Je dis que c’est une société libre et volontaire, puisqu’il n’y a personne qui soit membre né d’aucune Eglise. » (..)
Il n’y a donc aucune personne, ni aucune Eglise, ni enfin aucun Etat, qui ait le droit, sous prétexte de religion, d’envahir les biens d’un autre, ni de le dépouiller des ses avantages temporels. S’il se trouve quelqu’un qui soit d’un autre avis, je voudrais qu’il pensât au nombre infini de procès et de guerres qu’il exciterait par là dans le monde. Si l’on admet une fois que l’empire est fondé sur la grâce, et que la religion se doit établir par la force et par les armes, on ouvre la porte au vol, au meurtre et à des animosités éternelle ; il n’y aura plus ni paix, ni sûreté publique, et l’amitié même ne subsisterait plus entre les hommes. »

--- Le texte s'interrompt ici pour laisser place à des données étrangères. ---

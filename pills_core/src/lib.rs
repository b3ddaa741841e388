#![forbid(unsafe_code)]

//! Core domain model and business logic for Tech Knowledge Pills.
//!
//! This crate provides:
//! - Domain types (health readings, stress indicators, content items)
//! - Stress scoring from wearable readings
//! - Stress-aware content recommendation
//! - Persistence (JSONL journals, interaction state, catalog file)
//! - Health data ingestion and CSV export

pub mod types;
pub mod error;
pub mod wire;
pub mod scorer;
pub mod analysis;
pub mod store;
pub mod recommender;
pub mod catalog;
pub mod config;
pub mod logging;
pub mod journal;
pub mod state;
pub mod history;
pub mod file_store;
pub mod ingest;
pub mod export;

// Re-export commonly used types
pub use error::{Error, Result};
pub use types::*;
pub use catalog::{seed_catalog, Catalog};
pub use config::Config;
pub use scorer::{assess, score_reading, StressAssessment};
pub use analysis::derive_and_record_stress_indicator;
pub use store::{ContentCatalog, HealthMetricStore, InteractionRecorder, StressIndicatorStore};
pub use recommender::ContentRecommender;
pub use file_store::FileStore;
pub use ingest::{ingest_reading, IngestRequest, Ingestor};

La laïcité française est à nouveau confrontée à des défis, du fait de la montée de l’intolérance, notamment pour des motifs d’ordre religieux.
Pourtant, nous sommes convaincus, en accord avec le philosophe Jürgen HABERMAS15, que la tolérance religieuse est, dans une société laïque, le moteur des droits individuels de toute nature au sein des sociétés modernes multiconfessionnelles.
Face aux risques de dérives communautaristes, aux risques sectaires, ou encore à celui de l’asservissement au nom de Dieu des individus et notamment des femmes, le principe de laïcité, ne nous apparaît pas comme une source renouvelée de conflits.
Interprété et appliqué de façon tout à la fois libérale, tolérante mais néanmoins ferme, le principe de laïcité, nous paraît, au contraire, être un garant puissant des libertés individuelles de tous les citoyens et notamment des plus faibles.
Tel est M. le Président, Mme et M. les conseillers, le sens de notre profonde conviction que nous nous permettons, pour une fois, d’exprimer ici.